노드가 $A,B,C,D$가 있다고 할때, $N = 4$, $t=1~T$
$A--$ $B$
$B--$ $C$
$B--$ $D$
라고 할때
$X_{11}$ = 시점 1에 노드 A의 탑승객수, $X_{21}$ = 시점 1에 노드 B의 탑승객수, $X_{31}$ = 시점 1에 노드 C의 탑승객수, $X_{41}$ = 시점 1에 노드 D의 탑승객수, $\dots$, $X_{it}$ = 시점 t에 노드 i의 탑승객수
$x_{it-1},x_{it-2}, \dots , x_{it-p}$를 구하기 위해 $x_{it}$가 필요하지.
$x_{it-1},x_{it-2}, \dots , x_{it-p}$에서 $i$ 근처 노드들도 필요하고.
plot.igraph(graph_from_literal(A-B, B-C, B-D))
plot(fiveNet, vertex.label = c("A","B","C","D","E"))
Stage-r neighbourhoods
- node E는 stage-1 neighbour A를 가지고 있고, stage-2 neighbour D를 가지고 있고, stage-3 neighbours B,C를 가지고 있다.
- 여기서 이웃 집합은 $ \mathcal{N}^{(1)}(D) = \{ A, B, C \}$ 와 $ \mathcal{N}^{(3)}(E) = \{ B, C \} $이다.
- In the time-varying network setting, a subscript t is added to the neighbour set notation.
Connection weight
- $w_{E,A} = 1, w_{A,E} = w_{A,D} = 0.5$
summary(fiveNet)
Converting a network to GNARnet form
- Our GNARnet format integrates with other methods of specifying a network via a set of functions that generate a GNARnet from others, such as an igraph object.
- An igraph object can be converted to and from the GNARnet structure using the functions igraphtoGNAR and GNARtoigraph, respectively.
- GNARnet 구조 변환 가능
fiveNet2 <- GNARtoigraph(net = fiveNet)
summary(fiveNet2)
fiveNet3 <- igraphtoGNAR(fiveNet2)
all.equal(fiveNet,fiveNet3)
- whereas the reverse conversion would be performed as
g <- make_ring(10)
print(igraphtoGNAR(g))
- We can also use the GNARtoigraph function to extract graphs involving higher-order neighbour structures, for example, creating a network of third-order neighbours.

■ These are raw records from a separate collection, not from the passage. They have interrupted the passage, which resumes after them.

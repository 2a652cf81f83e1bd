//! Value objects of the payment planning domain.
//!
//! Everything here is immutable once constructed and validated; live budget
//! state belongs to the optimizer in the application layer.

pub mod money;
pub mod order;
pub mod payment;
pub mod payment_method;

- In addition to interfacing with igraph, we can convert between GNARnet objects and adjacency matrices using functions as.matrix and matrixtoGNAR.
- GNARnet 개체와 인접 행렬 간 변환 가능
as.matrix(fiveNet)
- and an example converting a weighted adjacency matrix to a GNARnet object is
adj <- matrix(runif(9), ncol = 3, nrow = 3)
adj[adj < 0.3] <- 0
print(matrixtoGNAR(adj))
- The fiveNet network has a simulated multivariate time series associated with it of class ts called fiveVTS.
- fiveVTS는 class ts의 시뮬레이ㅅ션 다변량 시계열로 연결되어 있음
- The pair together are a network time series.
- The object can be loaded in the usual way using the data function.
- GNAR contains functions for fitting and predicting from GNAR models: GNARfit and the predict method, respectively.
- These make use of the familiar R command lm, since the GNAR model can be essentially re-formulated as a linear model, as we shall see in Section 3 and Appendix B.
- As such, least squares variance / standard error computations are also readily obtained, although other, e.g., HAC-type variance estimators could also be considered for GNAR models.
- Suppose we wish to fit the global-α network time series model GNAR(2, [1, 1]), a model with four parameters in total.
- 4개의 파라미터를 가진 모델로 global alpha 네트워크 시계열 모델을 적합한다 가정
data("fiveNode")
answer <- GNARfit(vts = fiveVTS, net = fiveNet, alphaOrder = 2,
betaOrder = c(1,1))
answer
- In this fit, the global autoregressive parameters are $\hat{α}_1 ≈ 0.206$ and $\hat{α}_2 ≈ 0.021$ and the $β$ network parameters are $\hat{β}_{1,1,1} ≈ 0.503$ and $\hat{β}_{2,1,1} ≈ −0.095$.
- Also, the network edges only have one type of covariate so $C = c = 1$.
- We can just look at one node. For example, the model at node A is $$X_{A,t} = 0.206X_{A,t−1}+0.503(X_{E,t−1}+X_{D,t−1})/2+0.021X_{A,t−2}−0.095(X_{E,t−2}+X_{D,t−2})/2+u_{E,t}.$$
- The model coefficients can be extracted from a GNARfit object using the coef function as is customary.
- The GNARfit object returned by GNARfit function also has methods to extract fitted values and the residuals.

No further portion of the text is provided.